If $A$ is a rectangular matrix of dimensions $m\times n$, then $S_L=AA^T$ and $S_R=A^TA$ are square symmetric matrices. Hence, using the eigendecompostion we can write $$ S_L=AA^T=U\Lambda_{S_L} U^T $$ and $$ S_R=A^TA=V\Lambda_{S_R} V^T $$ Where, $U$ is the matrix of eigenvectors of $S_L=AA^T$ and $V$ is the matrix of eigenvectors of $S_R=A^TA$ and $\Lambda_{S_L}$ is the diagonal matrix of eigenvalues of $AA^T$ and $\Lambda_{S_R}$ is the diagonal matrix of eigenvalues of $A^TA$.
My question is how can we go from this result to singular value decomposition which says $$ A=U\sqrt{\Lambda}V^T $$ ?

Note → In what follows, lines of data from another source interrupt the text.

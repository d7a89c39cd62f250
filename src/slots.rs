//! Per-CPU hazard slot banks.
//!
//! Each possible CPU owns one cache-line-padded bank of `NR_SLOTS` slots.
//! A slot holds either 0 (empty) or a period-tagged node pointer (low bit
//! is the period). The last slot of every bank is the emergency slot,
//! reserved as a transient staging area for readers that find every other
//! slot occupied; its occupant promotes to a reference count immediately,
//! so waiting on it is bounded.
//!
//! Ownership rule: a slot is armed (0 -> tagged) only through the claim
//! protocol below, which re-validates the claimant's CPU; any thread may
//! clear a slot or observe it.

use core::sync::atomic::{AtomicUsize, Ordering};

use crossbeam_utils::CachePadded;
use once_cell::race::OnceBox;

use crate::cpu;

#[cfg(feature = "slots-32")]
pub(crate) const NR_SLOTS: usize = 32;
#[cfg(all(feature = "slots-16", not(feature = "slots-32")))]
pub(crate) const NR_SLOTS: usize = 16;
#[cfg(not(any(feature = "slots-16", feature = "slots-32")))]
pub(crate) const NR_SLOTS: usize = 8;

pub(crate) const EMERGENCY_SLOT: usize = NR_SLOTS - 1;

/// Outcome of a restartable slot claim.
#[derive(Debug, Clone, Copy, PartialEq, Eq)]
pub(crate) enum Claim {
    /// The slot now holds the caller's tagged pointer.
    Claimed,
    /// The slot is occupied; try the next one.
    Busy,
    /// The caller no longer runs on the CPU it targeted; re-read the CPU
    /// and re-home before retrying.
    Migrated,
}

/// One hazard pointer cell.
pub(crate) struct Slot {
    value: AtomicUsize,
}

impl Slot {
    const fn new() -> Self {
        Self {
            value: AtomicUsize::new(0),
        }
    }

    #[inline]
    pub(crate) fn load(&self, order: Ordering) -> usize {
        self.value.load(order)
    }

    #[inline]
    pub(crate) fn clear(&self, order: Ordering) {
        self.value.store(0, order);
    }

    /// Restartable compare-store: arm the slot with `tagged` if it is
    /// empty and the caller still runs on `cpu`.
    ///
    /// The store itself is relaxed; the reader fence that follows a
    /// successful claim (paired with the writer's broadcast barrier)
    /// provides the ordering. A claim that lands after a migration is
    /// still safe -- every bank is scanned during synchronize -- it only
    /// costs slot locality, which is why migration is reported instead of
    /// silently tolerated.
    #[inline]
    pub(crate) fn try_claim(&self, tagged: usize, cpu: u32) -> Claim {
        if cpu::current_cpu() != cpu {
            return Claim::Migrated;
        }
        match self
            .value
            .compare_exchange(0, tagged, Ordering::Relaxed, Ordering::Relaxed)
        {
            Ok(_) => Claim::Claimed,
            Err(_) => Claim::Busy,
        }
    }
}

/// One CPU's bank of hazard slots.
pub(crate) struct HazardBank {
    pub(crate) slots: [Slot; NR_SLOTS],
}

impl HazardBank {
    fn new() -> Self {
        Self {
            slots: core::array::from_fn(|_| Slot::new()),
        }
    }
}

struct HazardSlab {
    banks: Box<[CachePadded<HazardBank>]>,
}

static SLAB: OnceBox<HazardSlab> = OnceBox::new();

/// The process-wide hazard slab, one bank per possible CPU. Built once on
/// first use and never torn down.
#[inline]
pub(crate) fn slab() -> &'static [CachePadded<HazardBank>] {
    &SLAB
        .get_or_init(|| {
            let banks = (0..cpu::num_possible_cpus())
                .map(|_| CachePadded::new(HazardBank::new()))
                .collect();
            Box::new(HazardSlab { banks })
        })
        .banks
}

The problem here is that $U$ and $V$ are chosen independently from two different, but related, spectral decompositions. To ensure that they are compatible in the sense that $A = U\Sigma V^T$, one has to choose one basis from the spectral decomposition, then construct the other from $A$.
For example, let $A^TA = V\Lambda V^T$, then notice that $AV = U\Lambda^{1/2} $, so $U$ is uniquely defined as $U = AV\Lambda^{-1/2}$. This argument works the same way when $A$ is not of full rank by using the pseudo-inverse of $\Lambda^{1/2}$, which can be defined without the SVD for diagonal matrices.